La composition est un des moyens de hiérarchiser une surface afin de structurer les éléments qui la composent en fonction d’un objectif de représentation. On  peut intervenir à quatre niveaux.

  1. On hiérarchise les éléments picturaux en fonction de l’importance qu’ils revêtent dans ce qui est représenté (le personnage le plus important est celui qui occupe la place la plus importante dans la réalisation). 
  2.  On détermine dans  la forme du champ des zones de forces indépendantes de son contenu (les bords, la zone centrale, la proximité des diagonales, le rabattement des petits côtés, nombre d’or..)
  3. On intervient sur les relations entre le contenu de l’image et la surface comme zone de projection uniforme (c’est l’organisation poussinienne par plan : coulisse, premier plan, succession d’arrières plans)
  4. On  « balise » un parcours pour le spectateur dans l’image en fonction du trajet qu’on veut lui voir effectuer.

 La littérature est abondante sur le sujet, je me contenterai de citer les grands classiques du genre :

 La base de la base Sur quelques problèmes de sémiotique de l’art visuel : champ et véhicules dans les signes iconiques de Meyer Schapiro paru dans Critique en 1970.

 La géométrie secrète des peintres de Charles Bouleau au Seuil, 1963. Les ouvrages de Matila Gykha sur le nombre d’or chez Gallimard, 1973.

En ce qui concerne le système poussinien et ses justifications, l’excellent ouvrage de Rensselaer W. Lee Ut pictura Poesis chez Macula, 1991.
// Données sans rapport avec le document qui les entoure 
//! Error types for the schedule extraction pipeline.

use thiserror::Error;

/// Errors that can occur while driving the browser or extracting records.
#[derive(Debug, Error, Clone, PartialEq)]
pub enum ScrapeError {
    /// The browser session could not be started, recovered, or was shut down
    #[error("Browser session unavailable: {message}")]
    SessionUnavailable { message: String },

    /// A navigation, reload, or wait exceeded its timeout
    #[error("Timed out after {timeout_secs:.1}s while {operation}")]
    NavigationTimeout { operation: String, timeout_secs: f64 },

    /// The page loaded but an expected frame/selector never became available
    #[error("Page not ready: {message}")]
    PageNotReady { message: String },

    /// The listing no longer matches the structure the extractor relies on
    #[error("Page structure invalid ({} violation(s)): {}", .errors.len(), .errors.join("; "))]
    StructureInvalid { errors: Vec<String> },

    /// The page loaded and validated but produced zero events
    #[error("Extraction produced no events")]
    ExtractionEmpty,

    /// In-page script evaluation failed or returned an undecodable value
    #[error("Script evaluation failed: {message}")]
    Script { message: String },

    /// Reading or writing a snapshot file failed
    #[error("I/O error: {message}")]
    Io { message: String },
}

impl ScrapeError {
    pub(crate) fn timeout(operation: impl Into<String>, timeout: std::time::Duration) -> Self {
        ScrapeError::NavigationTimeout {
            operation: operation.into(),
            timeout_secs: timeout.as_secs_f64(),
        }
    }

    /// Returns true if a later call may reasonably succeed without intervention.
    pub fn is_retryable(&self) -> bool {
        matches!(
            self,
            ScrapeError::NavigationTimeout { .. }
                | ScrapeError::PageNotReady { .. }
                | ScrapeError::SessionUnavailable { .. }
        )
    }

    /// Returns true if this error points at upstream markup drift.
    pub fn is_structural(&self) -> bool {
        matches!(
            self,
            ScrapeError::StructureInvalid { .. } | ScrapeError::ExtractionEmpty
        )
    }
}

impl From<serde_json::Error> for ScrapeError {
    fn from(err: serde_json::Error) -> Self {
        ScrapeError::Script {
            message: err.to_string(),
        }
    }
}

impl From<std::io::Error> for ScrapeError {
    fn from(err: std::io::Error) -> Self {
        ScrapeError::Io {
            message: err.to_string(),
        }
    }
}
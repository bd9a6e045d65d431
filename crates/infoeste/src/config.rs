//! Process configuration read from the environment.

use crate::browser::BrowserConfig;
use crate::page::{PageContract, DEFAULT_URL};
use std::time::Duration;
use thiserror::Error;
use url::Url;

#[derive(Debug, Error, PartialEq)]
pub enum ConfigError {
    #[error("{name} must be {expected}, got {value:?}")]
    InvalidValue {
        name: &'static str,
        expected: &'static str,
        value: String,
    },

    #[error("INFOESTE_URL is not a valid http(s) URL: {0}")]
    InvalidUrl(String),
}

/// Settings for the server and the scrape pipeline.
#[derive(Debug, Clone)]
pub struct AppConfig {
    pub port: u16,
    pub cache_ttl: Duration,
    pub headless: bool,
    pub navigation_timeout: Duration,
    pub startup_wait_timeout: Duration,
    pub validate_before_extract: bool,
    pub url: String,
}

impl Default for AppConfig {
    fn default() -> Self {
        Self {
            port: 3000,
            cache_ttl: Duration::from_secs(300),
            headless: true,
            navigation_timeout: Duration::from_secs(30),
            startup_wait_timeout: Duration::from_secs(60),
            validate_before_extract: false,
            url: DEFAULT_URL.to_string(),
        }
    }
}

impl AppConfig {
    pub fn from_env() -> Result<Self, ConfigError> {
        Self::from_lookup(|name| std::env::var(name).ok())
    }

    /// Builds the configuration from `lookup`; unset variables keep defaults.
    pub fn from_lookup<F>(lookup: F) -> Result<Self, ConfigError>
    where
        F: Fn(&str) -> Option<String>,
    {
        let defaults = Self::default();
        let get = |name: &str| lookup(name).filter(|v| !v.trim().is_empty());

        let port = match get("PORT") {
            Some(v) => v
                .trim()
                .parse::<u16>()
                .ok()
                .filter(|p| *p > 0)
                .ok_or_else(|| invalid("PORT", "a port number between 1 and 65535", v))?,
            None => defaults.port,
        };

        let cache_ttl = seconds(get("CACHE_TTL_SECONDS"), "CACHE_TTL_SECONDS")?
            .unwrap_or(defaults.cache_ttl);
        let navigation_timeout = seconds(get("NAVIGATION_TIMEOUT_SECS"), "NAVIGATION_TIMEOUT_SECS")?
            .unwrap_or(defaults.navigation_timeout);
        let startup_wait_timeout = seconds(get("STARTUP_WAIT_SECS"), "STARTUP_WAIT_SECS")?
            .unwrap_or(defaults.startup_wait_timeout);

        let headless = flag(get("BROWSER_HEADLESS"), "BROWSER_HEADLESS")?.unwrap_or(defaults.headless);
        let validate_before_extract = flag(get("VALIDATE_BEFORE_EXTRACT"), "VALIDATE_BEFORE_EXTRACT")?
            .unwrap_or(defaults.validate_before_extract);

        let url = match get("INFOESTE_URL") {
            Some(v) => {
                let v = v.trim().to_string();
                match Url::parse(&v) {
                    Ok(parsed) if matches!(parsed.scheme(), "http" | "https") => v,
                    _ => return Err(ConfigError::InvalidUrl(v)),
                }
            }
            None => defaults.url,
        };

        Ok(Self {
            port,
            cache_ttl,
            headless,
            navigation_timeout,
            startup_wait_timeout,
            validate_before_extract,
            url,
        })
    }

    pub fn browser_config(&self) -> BrowserConfig {
        let base = if self.headless {
            BrowserConfig::default()
        } else {
            BrowserConfig::debug_mode()
        };
        BrowserConfig {
            startup_wait_timeout: self.startup_wait_timeout,
            ..base
        }
    }

    pub fn page_contract(&self) -> PageContract {
        PageContract {
            url: self.url.clone(),
            navigation_timeout: self.navigation_timeout,
            ..PageContract::default()
        }
    }
}

fn invalid(name: &'static str, expected: &'static str, value: String) -> ConfigError {
    ConfigError::InvalidValue {
        name,
        expected,
        value,
    }
}

fn seconds(value: Option<String>, name: &'static str) -> Result<Option<Duration>, ConfigError> {
    value
        .map(|v| {
            v.trim()
                .parse::<u64>()
                .ok()
                .filter(|s| *s > 0)
                .map(Duration::from_secs)
                .ok_or_else(|| invalid(name, "a positive number of seconds", v))
        })
        .transpose()
}

fn flag(value: Option<String>, name: &'static str) -> Result<Option<bool>, ConfigError> {
    value
        .map(|v| match v.trim().to_ascii_lowercase().as_str() {
            "1" | "true" | "yes" | "on" => Ok(true),
            "0" | "false" | "no" | "off" => Ok(false),
            _ => Err(invalid(name, "true or false", v)),
        })
        .transpose()
}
Le terme de composition est tombé en désuétude pour les œuvres contemporaines. C’est une notion qui a basculé du savoir-faire de l’artiste au « travail du spectateur ». Buren, Serra ou Smithson ne composent pas leurs œuvres, mais ils organisent leur appréhension sous forme de points de vue ou de trajets. Certains genres comme les performances ou les installations sont encore plus rétifs à une organisation spatiale aussi adhérente à la notion de surface et empruntent à leurs domaines de références leur hiérarchisation de valeurs (théatre, cinéma, architecture). L’utilisation des systèmes informatiques pour la réalisation de certaines œuvres (« Tu » de Thierry Kuntzel par exemple) et la modification de la gestion des interfaces qu’elle entraîne apporte aussi  des transformations intéressantes. Deux ouvrages synthétisent plutôt bien cette mutation. Langage of new media de Lev Manovitych au MIT en 2001 et le petit livre fort intéressant d’Olivier Quintyn Dispositif, dislocation paru chez Al Dante en 2007.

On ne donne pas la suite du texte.